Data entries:
::::::::

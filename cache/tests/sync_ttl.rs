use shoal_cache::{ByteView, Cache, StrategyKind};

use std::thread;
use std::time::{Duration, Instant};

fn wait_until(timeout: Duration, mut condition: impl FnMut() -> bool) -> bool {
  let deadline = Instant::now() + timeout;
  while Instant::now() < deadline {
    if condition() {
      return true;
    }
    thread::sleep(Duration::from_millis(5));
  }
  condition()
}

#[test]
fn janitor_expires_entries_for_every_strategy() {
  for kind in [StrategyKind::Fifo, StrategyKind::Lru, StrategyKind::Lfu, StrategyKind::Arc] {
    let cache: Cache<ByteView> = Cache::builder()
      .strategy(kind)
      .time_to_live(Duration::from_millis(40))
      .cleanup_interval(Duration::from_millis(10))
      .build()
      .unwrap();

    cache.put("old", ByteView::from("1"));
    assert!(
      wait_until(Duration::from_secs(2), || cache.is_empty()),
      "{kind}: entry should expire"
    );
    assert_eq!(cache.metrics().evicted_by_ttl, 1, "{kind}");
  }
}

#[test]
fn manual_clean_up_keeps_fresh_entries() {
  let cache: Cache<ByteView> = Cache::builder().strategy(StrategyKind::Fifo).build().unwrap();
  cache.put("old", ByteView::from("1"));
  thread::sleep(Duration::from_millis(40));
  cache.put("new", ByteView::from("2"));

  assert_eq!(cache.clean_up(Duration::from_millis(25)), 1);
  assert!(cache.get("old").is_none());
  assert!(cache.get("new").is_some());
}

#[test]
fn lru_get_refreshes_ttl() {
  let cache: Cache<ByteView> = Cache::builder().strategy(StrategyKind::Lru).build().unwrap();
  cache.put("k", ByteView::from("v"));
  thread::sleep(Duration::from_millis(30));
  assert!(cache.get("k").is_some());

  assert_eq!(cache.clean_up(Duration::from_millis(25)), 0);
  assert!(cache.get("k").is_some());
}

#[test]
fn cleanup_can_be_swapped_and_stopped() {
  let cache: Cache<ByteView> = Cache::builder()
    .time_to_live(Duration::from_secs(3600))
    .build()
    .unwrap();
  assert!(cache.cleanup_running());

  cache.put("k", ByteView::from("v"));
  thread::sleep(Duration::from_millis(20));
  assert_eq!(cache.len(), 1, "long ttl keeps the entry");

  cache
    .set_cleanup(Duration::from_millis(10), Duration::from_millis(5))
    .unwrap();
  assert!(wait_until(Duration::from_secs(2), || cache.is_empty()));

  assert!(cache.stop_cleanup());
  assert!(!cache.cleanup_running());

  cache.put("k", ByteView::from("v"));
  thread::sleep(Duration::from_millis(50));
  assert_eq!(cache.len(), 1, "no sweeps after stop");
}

::::::::

THE TASK:
In full and without error, restate the data.

RESULT OF THIS EXERCISE:
filename cache/tests/sync_ttl.rs
use shoal_cache::{ByteView, Cache, StrategyKind};

use std::thread;
use std::time::{Duration, Instant};

fn wait_until(timeout: Duration, mut condition: impl FnMut() -> bool) -> bool {
  let deadline = Instant::now() + timeout;
  while Instant::now() < deadline {
    if condition() {
      return true;
    }
    thread::sleep(Duration::from_millis(5));
  }
  condition()
}

#[test]
fn janitor_expires_entries_for_every_strategy() {
  for kind in [StrategyKind::Fifo, StrategyKind::Lru, StrategyKind::Lfu, StrategyKind::Arc] {
    let cache: Cache<ByteView> = Cache::builder()
      .strategy(kind)
      .time_to_live(Duration::from_millis(40))
      .cleanup_interval(Duration::from_millis(10))
      .build()
      .unwrap();

    cache.put("old", ByteView::from("1"));
    assert!(
      wait_until(Duration::from_secs(2), || cache.is_empty()),
      "{kind}: entry should expire"
    );
    assert_eq!(cache.metrics().evicted_by_ttl, 1, "{kind}");
  }
}

#[test]
fn manual_clean_up_keeps_fresh_entries() {
  let cache: Cache<ByteView> = Cache::builder().strategy(StrategyKind::Fifo).build().unwrap();
  cache.put("old", ByteView::from("1"));
  thread::sleep(Duration::from_millis(40));
  cache.put("new", ByteView::from("2"));

  assert_eq!(cache.clean_up(Duration::from_millis(25)), 1);
  assert!(cache.get("old").is_none());
  assert!(cache.get("new").is_some());
}

#[test]
fn lru_get_refreshes_ttl() {
  let cache: Cache<ByteView> = Cache::builder().strategy(StrategyKind::Lru).build().unwrap();
  cache.put("k", ByteView::from("v"));
  thread::sleep(Duration::from_millis(30));
  assert!(cache.get("k").is_some());

  assert_eq!(cache.clean_up(Duration::from_millis(25)), 0);
  assert!(cache.get("k").is_some());
}

#[test]
fn cleanup_can_be_swapped_and_stopped() {
  let cache: Cache<ByteView> = Cache::builder()
    .time_to_live(Duration::from_secs(3600))
    .build()
    .unwrap();
  assert!(cache.cleanup_running());

  cache.put("k", ByteView::from("v"));
  thread::sleep(Duration::from_millis(20));
  assert_eq!(cache.len(), 1, "long ttl keeps the entry");

  cache
    .set_cleanup(Duration::from_millis(10), Duration::from_millis(5))
    .unwrap();
  assert!(wait_until(Duration::from_secs(2), || cache.is_empty()));

  assert!(cache.stop_cleanup());
  assert!(!cache.cleanup_running());

  cache.put("k", ByteView::from("v"));
  thread::sleep(Duration::from_millis(50));
  assert_eq!(cache.len(), 1, "no sweeps after stop");
}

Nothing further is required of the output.